*Work required:* From the very first line down to the line containing "resolved before the modify call", write out the material exactly as it appears, and no more.

*Provided records:*

// Copyright (C) 2025 SyncMyOrders Sp. z o.o.
// SPDX-License-Identifier: AGPL-3.0-or-later
//! Update handler.
//!
//! The step order is load-bearing: immutable changes are rejected before
//! anything is mutated, implicit fields are resolved before the modify call
//! reads the model, and storage-full instances get their storage increased
//! before the modify call that would otherwise be refused.

use chrono::Utc;
use rds_handler_common::api::{DbCluster, SourceType};
use rds_handler_common::tagging::reconcile_tags;
use rds_handler_common::{
    ApiVersion, CallChain, CallbackContext, HandlerConfig, HandlerError, HandlerErrorCode,
    ProgressEvent, ResourceHandlerRequest, TagSet, check_failed_events, exec_once,
    exec_once_with, handle_exception, report_drift,
};
use tracing::{debug, info, instrument};

use super::read::ReadHandler;
use super::steps::{DESCRIBE_DB_INSTANCE_STEP, Progress, Steps, require_model};
use super::{
    ALLOCATING_STORAGE, API_VERSION_DISPATCHER, Clients, DB_INSTANCE_ARN, READ_REPLICA_PROMOTED,
    RESOURCE_UPDATED_AT, STORAGE_ALLOCATED, UPDATED, UPDATED_ROLES, default_handler_config,
};
use crate::immutability::is_change_mutable;
use crate::model::ResourceModel;
use crate::predicates::{
    automatic_backup_replication_kms_key_id, automatic_backup_replication_region,
    automatic_backup_replication_retention_period, is_cluster_parameter_group_in_sync,
    is_cluster_parameter_group_pending_reboot, is_db_cluster_member, is_failure_event,
    is_option_group_in_sync, is_parameter_group_in_sync, is_rds_custom_oracle_instance,
    is_read_replica_promotion, is_stabilized_after_mutate, should_apply_immediately,
    should_start_automatic_backup_replication, should_stop_automatic_backup_replication,
    validate_automatic_backup_replication,
};
use crate::remote::{
    describe_db_engine_versions, fetch_db_cluster, fetch_db_instance, fetch_db_parameter_group,
    fetch_security_group, invoke_mutation, poll_db_instance,
};
use crate::rules::{DEFAULT_DB_INSTANCE_ERROR_RULE_SET, MODIFY_DB_INSTANCE_ERROR_RULE_SET};
use crate::status::DbInstanceStatus;
use crate::translator;

const OPERATION: &str = "UPDATE";
const DEFAULT_SECURITY_GROUP_NAME: &str = "default";

const VALIDATE_STEP: &str = "rds::validate-update";
const DESCRIBE_PARAMETER_GROUP_STEP: &str = "rds::describe-db-parameter-groups";
const DESCRIBE_SECURITY_GROUP_STEP: &str = "rds::describe-security-groups";
const ALLOCATE_STORAGE_STEP: &str = "rds::increase-allocated-storage";
const PROMOTE_STEP: &str = "rds::promote-read-replica";
const MODIFY_STEP: &str = "rds::modify-db-instance";
const PARAMETER_GROUP_DRIFT_STEP: &str = "rds::stabilize-db-parameter-group-drift";
const OPTION_GROUP_DRIFT_STEP: &str = "rds::stabilize-option-group-drift";
const CLUSTER_PARAMETER_GROUP_DRIFT_STEP: &str = "rds::stabilize-db-cluster-parameter-group-drift";

/// Properties that are never read back and so never count as drift.
const DRIFT_IGNORED_PROPERTIES: [&str; 9] = [
    "MasterUserPassword",
    "ApplyImmediately",
    "AllowMajorVersionUpgrade",
    "SourceRegion",
    "DeleteAutomatedBackups",
    "AutomaticBackupReplicationRegion",
    "AutomaticBackupReplicationRetentionPeriod",
    "AutomaticBackupReplicationKmsKeyId",
    "Endpoint",
];

pub struct UpdateHandler {
    config: HandlerConfig,
}

impl Default for UpdateHandler {
    fn default() -> Self {
        Self::new(default_handler_config())
    }
}

impl UpdateHandler {
    pub fn new(config: HandlerConfig) -> Self {
        Self { config }
    }

    #[instrument(
        skip_all,
        fields(
            operation = OPERATION,
            db_instance_identifier = %request.desired_resource_state.identifier()
        )
    )]
    pub async fn handle_request(
        &self,
        request: &ResourceHandlerRequest<ResourceModel>,
        context: CallbackContext,
        clients: &Clients,
    ) -> ProgressEvent<ResourceModel> {
        let desired = &request.desired_resource_state;
        let Some(previous) = request.previous_resource_state.as_ref() else {
            return ProgressEvent::failed(
                Some(desired.clone()),
                Some(context),
                HandlerErrorCode::InvalidRequest,
                "previous resource state is required",
            );
        };
        if let Err(err) = validate_automatic_backup_replication(desired) {
            return handle_exception(
                ProgressEvent::progress(desired.clone(), context),
                VALIDATE_STEP,
                err,
                &DEFAULT_DB_INSTANCE_ERROR_RULE_SET,
                &self.config,
            );
        }

        let flow = UpdateFlow {
            request,
            previous,
            steps: Steps::new(clients, &self.config),
            config: &self.config,
        };

        // The deployed engine is only consulted when the previous model lacks one.
        let observed = if previous.engine.as_deref().unwrap_or_default().is_empty() {
            match fetch_db_instance(clients.rds(), previous.identifier()).await {
                Ok(instance) => Some(instance),
                Err(err) => {
                    return handle_exception(
                        ProgressEvent::progress(previous.clone(), context),
                        DESCRIBE_DB_INSTANCE_STEP,
                        err,
                        &DEFAULT_DB_INSTANCE_ERROR_RULE_SET,
                        &self.config,
                    );
                }
            }
        } else {
            None
        };

        if !is_change_mutable(previous, desired, observed.as_ref()) {
            return ProgressEvent::failed(
                Some(desired.clone()),
                Some(context),
                HandlerErrorCode::NotUpdatable,
                "Resource is immutable",
            );
        }

        if request.driftable {
            info!("Reconciling resource drift");
            return flow.handle_resource_drift(context).await;
        }

        ProgressEvent::progress(desired.clone(), context)
            .then(|p| flow.validate_engine_lifecycle_support(p))
            .await
            .then(|p| flow.set_parameter_group_name(p))
            .await
            .then(|p| flow.set_default_vpc_security_group(p))
            .await
            .then(|p| flow.unset_max_allocated_storage(p))
            .await
            .then(|p| flow.allocate_storage(p))
            .await
            .then(|p| flow.promote_read_replica(p))
            .await
            .then(|p| flow.modify(p))
            .await
            .then(|p| flow.steps.reboot_if_pending(p))
            .await
            .then(|p| flow.update_associated_roles(p))
            .await
            .then(|p| flow.update_backup_replication(p))
            .await
            .then(|p| flow.update_tags(p))
            .await
            .then(|p| flow.read_back(p))
            .await
    }
}
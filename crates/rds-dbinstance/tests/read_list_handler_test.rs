// Copyright (C) 2025 SyncMyOrders Sp. z o.o.
// SPDX-License-Identifier: AGPL-3.0-or-later
//! Read and list handlers, and the action dispatcher.

mod common;

use rds_dbinstance::{ListHandler, ReadHandler, default_handler_config, handle};
use rds_handler_common::api::{DbInstance, Response};
use rds_handler_common::{
    Action, CallbackContext, HandlerErrorCode, RemoteError, ResourceHandlerRequest,
};

use common::{TestEnv, available, model};

#[tokio::test]
async fn test_read_translates_observed_instance() {
    let env = TestEnv::new();
    env.describe([DbInstance {
        allocated_storage: Some(100),
        ..available()
    }]);

    let event = ReadHandler::default()
        .handle_request(
            &ResourceHandlerRequest::new(model()),
            CallbackContext::new(),
            &env.clients,
        )
        .await;

    assert!(event.is_success());
    let read = event.resource_model.unwrap();
    assert_eq!(read.db_instance_identifier.as_deref(), Some("db-1"));
    assert_eq!(read.allocated_storage.as_deref(), Some("100"));
    assert!(read.master_user_password.is_none());
}

#[tokio::test]
async fn test_read_of_missing_instance_is_not_found() {
    let env = TestEnv::new();
    env.rds.respond(
        "DescribeDBInstances",
        Err(RemoteError::not_found("DBInstanceNotFound", "DBInstance db-1 not found")),
    );

    let event = ReadHandler::default()
        .handle_request(
            &ResourceHandlerRequest::new(model()),
            CallbackContext::new(),
            &env.clients,
        )
        .await;

    assert!(event.is_failed());
    assert_eq!(event.error_code, Some(HandlerErrorCode::NotFound));
}

#[tokio::test]
async fn test_list_returns_one_page_and_token() {
    let env = TestEnv::new();
    let second = DbInstance {
        db_instance_identifier: "db-2".into(),
        ..available()
    };
    env.rds.respond(
        "DescribeDBInstances",
        Ok(Response::DbInstances {
            db_instances: vec![available(), second],
            marker: Some("page-2".into()),
        }),
    );

    let request = ResourceHandlerRequest::new(model()).with_next_token("page-1");
    let event = ListHandler::default()
        .handle_request(&request, CallbackContext::new(), &env.clients)
        .await;

    assert!(event.is_success());
    assert_eq!(event.next_token.as_deref(), Some("page-2"));
    let identifiers: Vec<_> = event
        .resource_models
        .unwrap()
        .into_iter()
        .filter_map(|m| m.db_instance_identifier)
        .collect();
    assert_eq!(identifiers, vec!["db-1", "db-2"]);
}

#[tokio::test]
async fn test_handle_dispatches_by_action() {
    let env = TestEnv::new();
    env.describe([available()]);

    let event = handle(
        Action::Read,
        &ResourceHandlerRequest::new(model()),
        CallbackContext::new(),
        &env.clients,
        &default_handler_config(),
    )
    .await;

    assert!(event.is_success());
    assert_eq!(env.rds.operations(), vec!["DescribeDBInstances"]);
}
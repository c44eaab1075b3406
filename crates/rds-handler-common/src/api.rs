// Copyright (C) 2025 SyncMyOrders Sp. z o.o.
// SPDX-License-Identifier: AGPL-3.0-or-later
//! Wire envelope of the remote database and network services.
//!
//! Every call is a [`Request`] variant answered by a [`Response`] variant.
//! Handlers match the expected variant and treat anything else as an
//! unexpected response:
//!
//! ```ignore
//! let request = Request::DescribeDbInstances {
//!     db_instance_identifier: Some(id),
//!     marker: None,
//! };
//! match client.invoke(request).await? {
//!     Response::DbInstances { db_instances, .. } => Ok(db_instances),
//!     _ => Err(HandlerError::UnexpectedResponse("expected DbInstances".into())),
//! }
//! ```

use chrono::{DateTime, Utc};
use serde::{Deserialize, Serialize};

// ============================================================================
// Observed shapes
// ============================================================================

#[derive(Debug, Clone, Default, PartialEq, Eq, Serialize, Deserialize)]
#[serde(rename_all = "camelCase")]
pub struct Tag {
    pub key: String,
    pub value: String,
}

impl Tag {
    pub fn new(key: impl Into<String>, value: impl Into<String>) -> Self {
        Self {
            key: key.into(),
            value: value.into(),
        }
    }
}

#[derive(Debug, Clone, Default, PartialEq, Eq, Serialize, Deserialize)]
#[serde(rename_all = "camelCase", default)]
pub struct DbInstanceRole {
    pub role_arn: String,
    pub feature_name: Option<String>,
    pub status: Option<String>,
}

#[derive(Debug, Clone, Default, PartialEq, Eq, Serialize, Deserialize)]
#[serde(rename_all = "camelCase", default)]
pub struct DbParameterGroupStatus {
    pub db_parameter_group_name: String,
    pub parameter_apply_status: String,
}

#[derive(Debug, Clone, Default, PartialEq, Eq, Serialize, Deserialize)]
#[serde(rename_all = "camelCase", default)]
pub struct OptionGroupMembership {
    pub option_group_name: String,
    pub status: String,
}

#[derive(Debug, Clone, Default, PartialEq, Eq, Serialize, Deserialize)]
#[serde(rename_all = "camelCase", default)]
pub struct VpcSecurityGroupMembership {
    pub vpc_security_group_id: String,
    pub status: String,
}

#[derive(Debug, Clone, Default, PartialEq, Eq, Serialize, Deserialize)]
#[serde(rename_all = "camelCase", default)]
pub struct Subnet {
    pub subnet_identifier: String,
    pub availability_zone: Option<String>,
    pub subnet_status: Option<String>,
}

#[derive(Debug, Clone, Default, PartialEq, Eq, Serialize, Deserialize)]
#[serde(rename_all = "camelCase", default)]
pub struct DbSubnetGroup {
    pub db_subnet_group_name: String,
    pub db_subnet_group_description: Option<String>,
    pub db_subnet_group_arn: Option<String>,
    pub vpc_id: Option<String>,
    pub subnet_group_status: Option<String>,
    pub subnets: Vec<Subnet>,
}

#[derive(Debug, Clone, Default, PartialEq, Eq, Serialize, Deserialize)]
#[serde(rename_all = "camelCase", default)]
pub struct Endpoint {
    pub address: String,
    pub port: i32,
    pub hosted_zone_id: Option<String>,
}

#[derive(Debug, Clone, Default, PartialEq, Eq, Serialize, Deserialize)]
#[serde(rename_all = "camelCase", default)]
pub struct AutomatedBackupsReplication {
    pub db_instance_automated_backups_arn: String,
}

#[derive(Debug, Clone, Default, PartialEq, Eq, Serialize, Deserialize)]
#[serde(rename_all = "camelCase", default)]
pub struct DbInstance {
    pub db_instance_identifier: String,
    pub db_instance_arn: Option<String>,
    pub db_instance_status: Option<String>,
    pub db_instance_class: Option<String>,
    pub engine: Option<String>,
    pub engine_version: Option<String>,
    pub engine_lifecycle_support: Option<String>,
    pub allocated_storage: Option<i32>,
    pub max_allocated_storage: Option<i32>,
    pub storage_type: Option<String>,
    pub iops: Option<i32>,
    pub kms_key_id: Option<String>,
    pub storage_encrypted: Option<bool>,
    pub db_cluster_identifier: Option<String>,
    pub read_replica_source_db_instance_identifier: Option<String>,
    pub db_parameter_groups: Vec<DbParameterGroupStatus>,
    pub option_group_memberships: Vec<OptionGroupMembership>,
    pub db_subnet_group: Option<DbSubnetGroup>,
    pub db_security_groups: Vec<String>,
    pub vpc_security_groups: Vec<VpcSecurityGroupMembership>,
    pub associated_roles: Vec<DbInstanceRole>,
    pub multi_az: Option<bool>,
    pub availability_zone: Option<String>,
    pub backup_retention_period: Option<i32>,
    pub preferred_backup_window: Option<String>,
    pub preferred_maintenance_window: Option<String>,
    pub publicly_accessible: Option<bool>,
    pub deletion_protection: Option<bool>,
    pub auto_minor_version_upgrade: Option<bool>,
    pub master_username: Option<String>,
    pub db_name: Option<String>,
    pub endpoint: Option<Endpoint>,
    pub automated_backups_replications: Vec<AutomatedBackupsReplication>,
    pub tag_list: Vec<Tag>,
}

#[derive(Debug, Clone, Default, PartialEq, Eq, Serialize, Deserialize)]
#[serde(rename_all = "camelCase", default)]
pub struct DbClusterMember {
    pub db_instance_identifier: String,
    pub db_cluster_parameter_group_status: Option<String>,
    pub is_cluster_writer: bool,
}

#[derive(Debug, Clone, Default, PartialEq, Eq, Serialize, Deserialize)]
#[serde(rename_all = "camelCase", default)]
pub struct DbCluster {
    pub db_cluster_identifier: String,
    pub status: Option<String>,
    pub db_cluster_members: Vec<DbClusterMember>,
}

/// Kind of resource an event was emitted for.
#[derive(Debug, Clone, Copy, PartialEq, Eq, Serialize, Deserialize)]
#[serde(rename_all = "kebab-case")]
pub enum SourceType {
    DbInstance,
    DbCluster,
    DbSubnetGroup,
}
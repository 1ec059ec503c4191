use sentinel_common::types::Channel;

pub const ALERT_HEADER: &str = "🚨 New Airdrop or Token Launch Alert! 🚨";

/// Placeholder for fields the listing left empty.
const MISSING: &str = "n/a";

/// Escapes the characters Telegram's legacy `Markdown` parse mode treats as
/// entity delimiters: `_`, `*`, `` ` `` and `[`.
pub fn escape_markdown(text: &str) -> String {
    let mut result = String::with_capacity(text.len());
    for ch in text.chars() {
        if matches!(ch, '_' | '*' | '`' | '[') {
            result.push('\\');
        }
        result.push(ch);
    }
    result
}

fn field(value: &str) -> String {
    let value = value.trim();
    if value.is_empty() {
        MISSING.to_string()
    } else {
        escape_markdown(value)
    }
}

/// Render the alert text for one channel: a header line, a blank line,
/// then the labeled name, description and link.
pub fn format_alert(channel: &Channel) -> String {
    format!(
        "{ALERT_HEADER}\n\n*Channel*: {}\n*Description*: {}\n*Link*: {}",
        field(channel.name()),
        field(channel.description()),
        field(channel.url()),
    )
}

*Output for this task:*
// Copyright (C) 2025 SyncMyOrders Sp. z o.o.
// SPDX-License-Identifier: AGPL-3.0-or-later
//! Update handler.
//!
//! The step order is load-bearing: immutable changes are rejected before
//! anything is mutated, implicit fields are resolved before the modify call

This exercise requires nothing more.